BACKGROUND: M2-like/repair macrophages are thought to contribute to fibrotic process of idiopathic pulmonary fibrosis (IPF). We analyzed the association between pulmonary accumulation of M2-like macrophages and survival in IPF patients. METHODS: Lung tissues were obtained by surgical lung biopsy from patients with IPF (n=16), nonspecific interstitial pneumonia (NSIP, n=8) and control subjects (n=14).

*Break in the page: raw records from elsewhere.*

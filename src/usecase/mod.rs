pub mod contracts;
pub mod error;
pub mod jwt;
pub mod ratings;
pub mod reconcile;
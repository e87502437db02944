//! The shared keypair record
//!
//! One well-known hash record holds the cluster's keypair as two PEM text
//! fields. The field names are part of the deployed data format; existing
//! records must keep reading.

use std::collections::HashMap;

use serde::{Deserialize, Serialize};

/// Well-known store key for the cluster keypair record.
pub const RECORD_KEY: &str = "meta:rsa";

/// Hash field holding the public half.
pub const PUBLIC_PEM_FIELD: &str = "publicPem";

/// Hash field holding the private half.
pub const PRIVATE_PEM_FIELD: &str = "privatePem";

/// Observed state of the stored record.
#[derive(Debug, Clone, Copy, PartialEq, Eq, Serialize)]
#[serde(rename_all = "snake_case")]
pub enum RecordState {
    /// Neither field present
    Absent,
    /// Exactly one field present: a crashed winner or a write in flight
    Partial,
    /// Both fields present and non-empty
    Complete,
}

/// The cluster-wide keypair record, both PEM halves as stored.
#[derive(Clone, PartialEq, Eq, Serialize, Deserialize)]
pub struct KeypairRecord {
    /// PEM-encoded RSA public key
    pub public_pem: String,
    /// PEM-encoded RSA private key
    pub private_pem: String,
}

impl KeypairRecord {
    /// Classify raw record fields.
    pub fn classify(fields: &HashMap<String, String>) -> RecordState {
        let public = field_present(fields, PUBLIC_PEM_FIELD);
        let private = field_present(fields, PRIVATE_PEM_FIELD);

        match (public, private) {
            (true, true) => RecordState::Complete,
            (false, false) => RecordState::Absent,
            _ => RecordState::Partial,
        }
    }

    /// Build a record from raw fields. Only a complete record qualifies; a
    /// partial record is the transient window callers must never observe as
    /// a keypair.
    pub fn from_fields(fields: &HashMap<String, String>) -> Option<Self> {
        match Self::classify(fields) {
            RecordState::Complete => Some(Self {
                public_pem: fields[PUBLIC_PEM_FIELD].clone(),
                private_pem: fields[PRIVATE_PEM_FIELD].clone(),
            }),
            _ => None,
        }
    }
}

fn field_present(fields: &HashMap<String, String>, field: &str) -> bool {
    fields.get(field).map(|v| !v.is_empty()).unwrap_or(false)
}

impl std::fmt::Debug for KeypairRecord {
    fn fmt(&self, f: &mut std::fmt::Formatter<'_>) -> std::fmt::Result {
        f.debug_struct("KeypairRecord")
            .field("public_pem", &self.public_pem)
            .field("private_pem", &"<redacted>")
            .finish()
    }
}
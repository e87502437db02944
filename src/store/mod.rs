//! Shared record store
//!
//! The keypair record lives in one well-known hash record in a shared
//! key-value store. This module defines the record contract and its two
//! implementations: Redis for production and an in-memory store for tests
//! and development.
//!
//! `set_field_if_absent` is the only point of mutual exclusion in the whole
//! system. It must be a single atomic operation at the store, never a
//! read-then-write composed by the caller.

pub mod memory;
pub mod redis;

use std::collections::HashMap;

use async_trait::async_trait;

use crate::types::Result;

pub use self::memory::{MemoryStore, StoreStatsSnapshot};
pub use self::redis::{RedisConnector, RedisRecord};

/// Typed operations against the single well-known keypair record.
#[async_trait]
pub trait RecordStore: Send {
    /// Read every field of the record. A record that does not exist yet
    /// reads as an empty map, not an error.
    async fn read_all(&mut self) -> Result<HashMap<String, String>>;

    /// Atomically create `field` with `value` only if the field does not
    /// already exist. Returns true iff this call was the writer.
    async fn set_field_if_absent(&mut self, field: &str, value: &str) -> Result<bool>;
}

/// Hands out store leases.
///
/// Each `acquire` call is an independent lease, released when the returned
/// handle is dropped. Concurrent acquisitions are not serialized against
/// each other.
#[async_trait]
pub trait StoreConnector: Send + Sync {
    type Handle: RecordStore + Send;

    /// Establish one connection to the store, bounded by the configured
    /// timeout. Fails with `StoreUnavailable`; in that case nothing was
    /// acquired and nothing is released.
    async fn acquire(&self) -> Result<Self::Handle>;
}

Samples were also obtained at autopsy from 9 patients who died of acute exacerbation (AE) of IPF. Lung specimens and/or human peripheral blood mononuclear cells-derived macrophages were evaluated by immunohistochemistry for expression of CD68 (pan-macrophage marker), CD163, and CD204 (M2-like macrophage markers), and by in situ mRNA hybridization and ELISA for production of transforming growth factor-β1 (TGF-β1). RESULTS: CD68(+), CD163(+), and CD204(+) cell counts and CD163(+)/CD68(+) and CD204(+)/CD68(+) cell ratios were comparable in IPF and NSIP lung tissues and significantly higher than in control tissues. IPF-AE lung samples contained significantly elevated CD68(+) and CD163(+) cell counts and CD163(+)/CD68(+) cell ratio compared with IPF samples, whereas CD204(+) cell counts and CD204(+)/CD68(+) cells ratio did not differ. High CD163(+)/CD68(+) and CD204(+)/CD68(+) cell ratios were significantly associated with shorter overall survival and time-to-AE in IPF patients. In vitro-differentiated human CD163(+) and CD204(+) macrophages both secreted TGF-β1; however, the novel IPF drug pentraxin 2/serum amyloid protein could suppress secretion only by CD204(+) macrophages. CONCLUSIONS: Pulmonary accumulation of CD163(+) and CD204(+) macrophages is associated with worse clinical course in IPF patients. Suppression of macrophage activation and TGF-β1 secretion may be a potential therapeutic target for IPF.